--- Work instructions ---
Keep each line of the material that includes "wins", and leave out the rest.

--- Provided data ---
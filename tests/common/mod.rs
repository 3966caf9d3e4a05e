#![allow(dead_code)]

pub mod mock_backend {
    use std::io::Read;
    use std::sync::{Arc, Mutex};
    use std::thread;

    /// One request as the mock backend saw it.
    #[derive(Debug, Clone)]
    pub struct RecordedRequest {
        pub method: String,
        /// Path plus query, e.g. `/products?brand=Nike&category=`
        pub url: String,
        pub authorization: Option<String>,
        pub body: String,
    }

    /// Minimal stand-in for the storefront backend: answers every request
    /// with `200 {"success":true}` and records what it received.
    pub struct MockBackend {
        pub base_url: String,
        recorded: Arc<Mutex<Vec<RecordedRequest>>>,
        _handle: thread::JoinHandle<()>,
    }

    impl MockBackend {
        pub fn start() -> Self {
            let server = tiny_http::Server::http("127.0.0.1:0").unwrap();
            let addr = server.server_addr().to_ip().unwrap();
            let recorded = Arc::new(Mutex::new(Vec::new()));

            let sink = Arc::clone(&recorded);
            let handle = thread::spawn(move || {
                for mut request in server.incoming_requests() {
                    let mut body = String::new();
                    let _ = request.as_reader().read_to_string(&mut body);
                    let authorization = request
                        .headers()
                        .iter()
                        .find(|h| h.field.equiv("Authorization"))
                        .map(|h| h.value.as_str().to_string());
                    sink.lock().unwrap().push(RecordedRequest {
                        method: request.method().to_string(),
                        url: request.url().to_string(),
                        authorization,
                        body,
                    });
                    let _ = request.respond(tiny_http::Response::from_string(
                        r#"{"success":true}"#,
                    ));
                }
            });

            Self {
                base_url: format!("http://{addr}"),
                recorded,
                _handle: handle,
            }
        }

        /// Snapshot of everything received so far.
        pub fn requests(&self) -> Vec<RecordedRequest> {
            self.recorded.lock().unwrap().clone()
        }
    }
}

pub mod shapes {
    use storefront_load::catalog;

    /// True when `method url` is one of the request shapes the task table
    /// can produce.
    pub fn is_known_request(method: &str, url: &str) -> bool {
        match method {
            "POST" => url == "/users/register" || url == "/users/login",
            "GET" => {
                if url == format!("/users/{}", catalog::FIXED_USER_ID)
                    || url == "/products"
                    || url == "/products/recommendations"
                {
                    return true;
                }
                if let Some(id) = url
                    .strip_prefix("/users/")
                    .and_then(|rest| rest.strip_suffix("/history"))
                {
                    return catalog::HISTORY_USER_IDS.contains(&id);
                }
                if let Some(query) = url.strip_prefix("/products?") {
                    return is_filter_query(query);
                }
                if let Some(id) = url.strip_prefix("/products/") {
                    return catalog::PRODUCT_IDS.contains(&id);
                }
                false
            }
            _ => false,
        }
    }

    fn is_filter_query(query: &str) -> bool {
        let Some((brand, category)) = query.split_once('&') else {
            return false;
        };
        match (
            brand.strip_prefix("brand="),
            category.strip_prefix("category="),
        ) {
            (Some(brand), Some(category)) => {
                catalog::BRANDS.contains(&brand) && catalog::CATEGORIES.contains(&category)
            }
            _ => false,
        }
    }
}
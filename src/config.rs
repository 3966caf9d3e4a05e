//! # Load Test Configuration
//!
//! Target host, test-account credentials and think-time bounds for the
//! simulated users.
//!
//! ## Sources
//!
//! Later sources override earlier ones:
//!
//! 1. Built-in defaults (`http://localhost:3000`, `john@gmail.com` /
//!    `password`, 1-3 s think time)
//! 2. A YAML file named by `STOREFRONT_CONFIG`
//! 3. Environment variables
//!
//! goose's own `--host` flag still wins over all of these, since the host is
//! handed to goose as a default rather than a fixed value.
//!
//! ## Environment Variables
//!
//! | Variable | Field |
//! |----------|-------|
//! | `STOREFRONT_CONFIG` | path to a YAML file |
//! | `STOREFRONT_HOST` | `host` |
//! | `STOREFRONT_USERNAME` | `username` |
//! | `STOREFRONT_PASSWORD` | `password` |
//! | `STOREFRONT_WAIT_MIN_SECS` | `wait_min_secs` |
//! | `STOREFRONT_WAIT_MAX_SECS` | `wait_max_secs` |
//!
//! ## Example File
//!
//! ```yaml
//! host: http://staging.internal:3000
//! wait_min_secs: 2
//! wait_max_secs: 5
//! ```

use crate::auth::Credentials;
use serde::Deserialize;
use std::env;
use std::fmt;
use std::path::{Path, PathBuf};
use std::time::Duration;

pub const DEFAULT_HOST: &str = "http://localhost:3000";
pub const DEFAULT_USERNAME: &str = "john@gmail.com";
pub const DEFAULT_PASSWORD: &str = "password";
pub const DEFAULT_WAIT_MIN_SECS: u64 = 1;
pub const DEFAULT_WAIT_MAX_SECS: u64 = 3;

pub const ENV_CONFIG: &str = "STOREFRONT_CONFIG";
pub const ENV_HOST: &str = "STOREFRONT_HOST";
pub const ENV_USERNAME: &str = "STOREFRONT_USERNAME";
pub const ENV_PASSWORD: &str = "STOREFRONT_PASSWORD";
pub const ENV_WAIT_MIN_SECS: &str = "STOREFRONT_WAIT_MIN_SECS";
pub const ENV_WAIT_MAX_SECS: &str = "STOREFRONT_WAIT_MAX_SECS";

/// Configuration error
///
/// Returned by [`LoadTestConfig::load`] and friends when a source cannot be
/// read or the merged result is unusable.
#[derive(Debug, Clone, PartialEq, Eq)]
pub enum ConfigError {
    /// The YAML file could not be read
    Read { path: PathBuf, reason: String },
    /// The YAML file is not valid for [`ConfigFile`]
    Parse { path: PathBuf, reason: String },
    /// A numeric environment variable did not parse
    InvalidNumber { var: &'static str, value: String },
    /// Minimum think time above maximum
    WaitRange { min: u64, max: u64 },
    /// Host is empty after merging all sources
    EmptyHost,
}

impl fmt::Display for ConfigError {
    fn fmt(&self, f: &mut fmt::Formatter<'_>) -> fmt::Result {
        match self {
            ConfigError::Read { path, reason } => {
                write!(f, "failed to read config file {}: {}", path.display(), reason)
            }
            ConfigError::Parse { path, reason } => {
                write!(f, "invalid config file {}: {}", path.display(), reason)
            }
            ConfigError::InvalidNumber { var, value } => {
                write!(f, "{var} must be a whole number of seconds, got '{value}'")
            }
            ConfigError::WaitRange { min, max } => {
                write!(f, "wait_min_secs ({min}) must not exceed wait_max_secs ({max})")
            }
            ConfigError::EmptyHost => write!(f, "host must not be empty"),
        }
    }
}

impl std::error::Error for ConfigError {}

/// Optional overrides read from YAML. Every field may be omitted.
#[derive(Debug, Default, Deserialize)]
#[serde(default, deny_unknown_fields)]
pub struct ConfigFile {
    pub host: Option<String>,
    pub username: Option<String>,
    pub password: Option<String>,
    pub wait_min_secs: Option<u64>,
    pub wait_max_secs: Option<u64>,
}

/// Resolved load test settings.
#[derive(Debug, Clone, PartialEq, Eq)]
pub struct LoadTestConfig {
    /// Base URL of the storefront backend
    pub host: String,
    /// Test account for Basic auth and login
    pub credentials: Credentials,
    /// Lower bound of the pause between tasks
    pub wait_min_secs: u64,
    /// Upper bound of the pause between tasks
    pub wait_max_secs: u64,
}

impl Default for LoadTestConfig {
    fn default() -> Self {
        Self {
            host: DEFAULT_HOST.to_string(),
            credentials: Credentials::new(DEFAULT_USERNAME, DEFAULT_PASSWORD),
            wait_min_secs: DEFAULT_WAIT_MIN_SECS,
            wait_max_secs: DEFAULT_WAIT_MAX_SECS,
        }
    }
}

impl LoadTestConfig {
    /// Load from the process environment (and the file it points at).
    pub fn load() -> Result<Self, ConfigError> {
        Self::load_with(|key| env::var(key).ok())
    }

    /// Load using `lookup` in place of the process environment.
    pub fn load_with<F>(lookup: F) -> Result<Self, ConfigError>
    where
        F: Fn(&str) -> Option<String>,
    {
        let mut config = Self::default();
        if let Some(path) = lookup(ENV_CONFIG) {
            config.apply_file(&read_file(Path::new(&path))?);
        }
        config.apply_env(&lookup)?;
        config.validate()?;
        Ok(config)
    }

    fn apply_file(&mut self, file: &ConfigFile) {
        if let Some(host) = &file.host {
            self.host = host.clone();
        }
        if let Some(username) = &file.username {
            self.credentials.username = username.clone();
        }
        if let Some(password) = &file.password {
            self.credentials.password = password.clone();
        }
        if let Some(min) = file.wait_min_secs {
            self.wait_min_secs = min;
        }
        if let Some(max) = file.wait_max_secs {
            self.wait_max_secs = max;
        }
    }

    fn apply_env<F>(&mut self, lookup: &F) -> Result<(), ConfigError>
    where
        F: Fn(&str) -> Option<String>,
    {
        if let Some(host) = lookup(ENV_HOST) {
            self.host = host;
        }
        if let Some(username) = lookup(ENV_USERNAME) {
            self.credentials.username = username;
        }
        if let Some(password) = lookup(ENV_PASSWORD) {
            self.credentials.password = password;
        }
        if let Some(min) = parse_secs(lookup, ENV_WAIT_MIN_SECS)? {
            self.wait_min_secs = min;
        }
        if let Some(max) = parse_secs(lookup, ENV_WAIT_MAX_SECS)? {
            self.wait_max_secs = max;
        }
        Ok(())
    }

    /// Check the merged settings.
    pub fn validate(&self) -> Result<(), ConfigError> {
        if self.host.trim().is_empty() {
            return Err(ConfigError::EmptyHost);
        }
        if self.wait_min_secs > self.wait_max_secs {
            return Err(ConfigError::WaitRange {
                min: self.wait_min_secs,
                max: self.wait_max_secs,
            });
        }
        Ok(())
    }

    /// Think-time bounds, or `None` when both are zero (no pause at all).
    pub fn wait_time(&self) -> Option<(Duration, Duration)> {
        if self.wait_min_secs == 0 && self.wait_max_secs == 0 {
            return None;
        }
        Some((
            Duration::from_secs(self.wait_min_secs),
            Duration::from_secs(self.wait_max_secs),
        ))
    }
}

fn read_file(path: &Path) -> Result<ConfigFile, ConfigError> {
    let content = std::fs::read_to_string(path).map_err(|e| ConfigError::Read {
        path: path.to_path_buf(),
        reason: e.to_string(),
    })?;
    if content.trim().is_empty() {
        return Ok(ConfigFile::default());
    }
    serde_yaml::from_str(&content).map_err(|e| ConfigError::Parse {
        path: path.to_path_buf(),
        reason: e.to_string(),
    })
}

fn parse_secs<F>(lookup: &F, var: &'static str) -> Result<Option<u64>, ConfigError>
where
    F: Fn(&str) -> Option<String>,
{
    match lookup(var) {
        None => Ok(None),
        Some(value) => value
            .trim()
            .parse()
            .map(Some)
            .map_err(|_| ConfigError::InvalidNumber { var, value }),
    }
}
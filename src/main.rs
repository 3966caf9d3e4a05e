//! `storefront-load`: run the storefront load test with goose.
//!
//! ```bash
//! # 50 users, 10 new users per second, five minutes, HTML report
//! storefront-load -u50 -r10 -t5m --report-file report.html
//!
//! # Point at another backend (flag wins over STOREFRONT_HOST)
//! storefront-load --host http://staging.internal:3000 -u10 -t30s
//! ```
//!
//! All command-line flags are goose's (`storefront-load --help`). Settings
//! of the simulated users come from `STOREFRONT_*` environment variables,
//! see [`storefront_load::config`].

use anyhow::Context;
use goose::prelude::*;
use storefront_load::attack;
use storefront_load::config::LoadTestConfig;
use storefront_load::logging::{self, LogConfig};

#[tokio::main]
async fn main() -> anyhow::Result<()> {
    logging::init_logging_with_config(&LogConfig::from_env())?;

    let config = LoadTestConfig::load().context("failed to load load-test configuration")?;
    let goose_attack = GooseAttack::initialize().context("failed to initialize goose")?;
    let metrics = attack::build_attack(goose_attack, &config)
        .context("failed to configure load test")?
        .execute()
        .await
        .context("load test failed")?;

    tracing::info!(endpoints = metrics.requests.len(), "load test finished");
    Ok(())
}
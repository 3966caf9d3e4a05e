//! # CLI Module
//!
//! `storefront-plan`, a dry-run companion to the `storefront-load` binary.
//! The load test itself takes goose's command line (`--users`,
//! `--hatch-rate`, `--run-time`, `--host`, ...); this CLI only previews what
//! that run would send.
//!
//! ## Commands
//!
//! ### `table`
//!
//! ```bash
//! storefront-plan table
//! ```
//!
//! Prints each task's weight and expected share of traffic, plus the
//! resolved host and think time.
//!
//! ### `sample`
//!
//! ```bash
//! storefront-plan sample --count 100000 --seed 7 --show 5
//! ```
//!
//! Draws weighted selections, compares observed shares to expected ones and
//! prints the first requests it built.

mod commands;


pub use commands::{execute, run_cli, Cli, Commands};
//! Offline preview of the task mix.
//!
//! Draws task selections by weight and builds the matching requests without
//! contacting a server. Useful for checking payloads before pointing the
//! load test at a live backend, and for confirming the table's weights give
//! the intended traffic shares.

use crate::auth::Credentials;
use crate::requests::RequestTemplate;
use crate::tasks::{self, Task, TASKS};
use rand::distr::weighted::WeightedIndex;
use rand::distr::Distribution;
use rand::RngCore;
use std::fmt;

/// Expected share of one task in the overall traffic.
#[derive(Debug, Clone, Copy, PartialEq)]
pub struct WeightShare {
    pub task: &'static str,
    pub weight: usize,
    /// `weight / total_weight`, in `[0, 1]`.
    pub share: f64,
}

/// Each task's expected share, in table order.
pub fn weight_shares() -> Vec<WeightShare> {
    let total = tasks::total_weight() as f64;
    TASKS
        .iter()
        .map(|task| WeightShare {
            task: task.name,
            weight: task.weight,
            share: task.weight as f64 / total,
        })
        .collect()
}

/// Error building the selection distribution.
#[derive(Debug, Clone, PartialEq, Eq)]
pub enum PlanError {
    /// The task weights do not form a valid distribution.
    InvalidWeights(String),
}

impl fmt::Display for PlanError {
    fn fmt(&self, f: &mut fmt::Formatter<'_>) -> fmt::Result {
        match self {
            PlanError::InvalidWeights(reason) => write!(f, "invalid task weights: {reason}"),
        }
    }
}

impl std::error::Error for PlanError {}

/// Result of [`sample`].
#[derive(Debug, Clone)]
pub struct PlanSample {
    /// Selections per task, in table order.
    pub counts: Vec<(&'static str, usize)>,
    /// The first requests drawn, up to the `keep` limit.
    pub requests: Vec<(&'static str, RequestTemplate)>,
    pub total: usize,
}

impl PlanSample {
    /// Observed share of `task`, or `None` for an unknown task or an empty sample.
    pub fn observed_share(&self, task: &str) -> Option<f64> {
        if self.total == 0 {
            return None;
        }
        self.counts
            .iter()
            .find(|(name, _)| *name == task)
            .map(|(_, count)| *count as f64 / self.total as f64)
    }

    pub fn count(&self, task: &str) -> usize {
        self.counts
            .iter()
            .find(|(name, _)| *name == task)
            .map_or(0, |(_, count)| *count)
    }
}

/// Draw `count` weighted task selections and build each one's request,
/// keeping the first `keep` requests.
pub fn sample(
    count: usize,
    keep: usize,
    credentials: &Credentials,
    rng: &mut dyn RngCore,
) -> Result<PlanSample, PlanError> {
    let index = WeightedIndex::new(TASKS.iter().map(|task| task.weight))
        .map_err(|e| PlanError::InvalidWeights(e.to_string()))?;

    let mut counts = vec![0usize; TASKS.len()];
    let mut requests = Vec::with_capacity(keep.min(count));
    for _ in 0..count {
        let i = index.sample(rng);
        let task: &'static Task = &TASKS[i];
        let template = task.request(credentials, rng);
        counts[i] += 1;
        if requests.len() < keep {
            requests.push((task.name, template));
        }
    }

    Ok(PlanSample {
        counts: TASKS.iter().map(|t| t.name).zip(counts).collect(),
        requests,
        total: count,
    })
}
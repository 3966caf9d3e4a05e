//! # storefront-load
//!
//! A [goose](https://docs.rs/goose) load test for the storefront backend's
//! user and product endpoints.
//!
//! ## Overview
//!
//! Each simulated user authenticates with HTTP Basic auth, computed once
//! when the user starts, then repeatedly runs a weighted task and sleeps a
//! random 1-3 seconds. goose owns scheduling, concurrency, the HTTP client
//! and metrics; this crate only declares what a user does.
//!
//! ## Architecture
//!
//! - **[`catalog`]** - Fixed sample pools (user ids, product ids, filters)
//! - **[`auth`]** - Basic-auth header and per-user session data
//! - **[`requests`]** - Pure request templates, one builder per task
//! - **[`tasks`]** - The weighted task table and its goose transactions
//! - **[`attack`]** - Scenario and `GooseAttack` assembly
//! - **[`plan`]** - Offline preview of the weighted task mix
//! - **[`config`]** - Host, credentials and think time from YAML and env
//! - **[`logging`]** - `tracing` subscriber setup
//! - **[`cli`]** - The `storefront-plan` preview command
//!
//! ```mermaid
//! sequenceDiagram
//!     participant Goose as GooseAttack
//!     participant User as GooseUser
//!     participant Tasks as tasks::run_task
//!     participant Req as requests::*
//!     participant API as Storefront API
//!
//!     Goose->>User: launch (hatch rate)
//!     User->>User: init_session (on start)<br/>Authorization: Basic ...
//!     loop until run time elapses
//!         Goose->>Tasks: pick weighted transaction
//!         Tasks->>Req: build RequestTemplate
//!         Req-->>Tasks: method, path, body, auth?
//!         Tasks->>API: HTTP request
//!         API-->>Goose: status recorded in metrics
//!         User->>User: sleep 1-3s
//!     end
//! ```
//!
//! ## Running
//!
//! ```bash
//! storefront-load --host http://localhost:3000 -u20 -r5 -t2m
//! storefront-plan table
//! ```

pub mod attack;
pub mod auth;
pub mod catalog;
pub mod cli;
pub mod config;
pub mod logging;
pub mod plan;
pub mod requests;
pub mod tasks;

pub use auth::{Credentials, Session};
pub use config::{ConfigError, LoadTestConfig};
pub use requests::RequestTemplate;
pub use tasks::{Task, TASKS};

--- Output ---
//! goose's own `--host` flag still wins over all of these, since the host is
//! # Point at another backend (flag wins over STOREFRONT_HOST)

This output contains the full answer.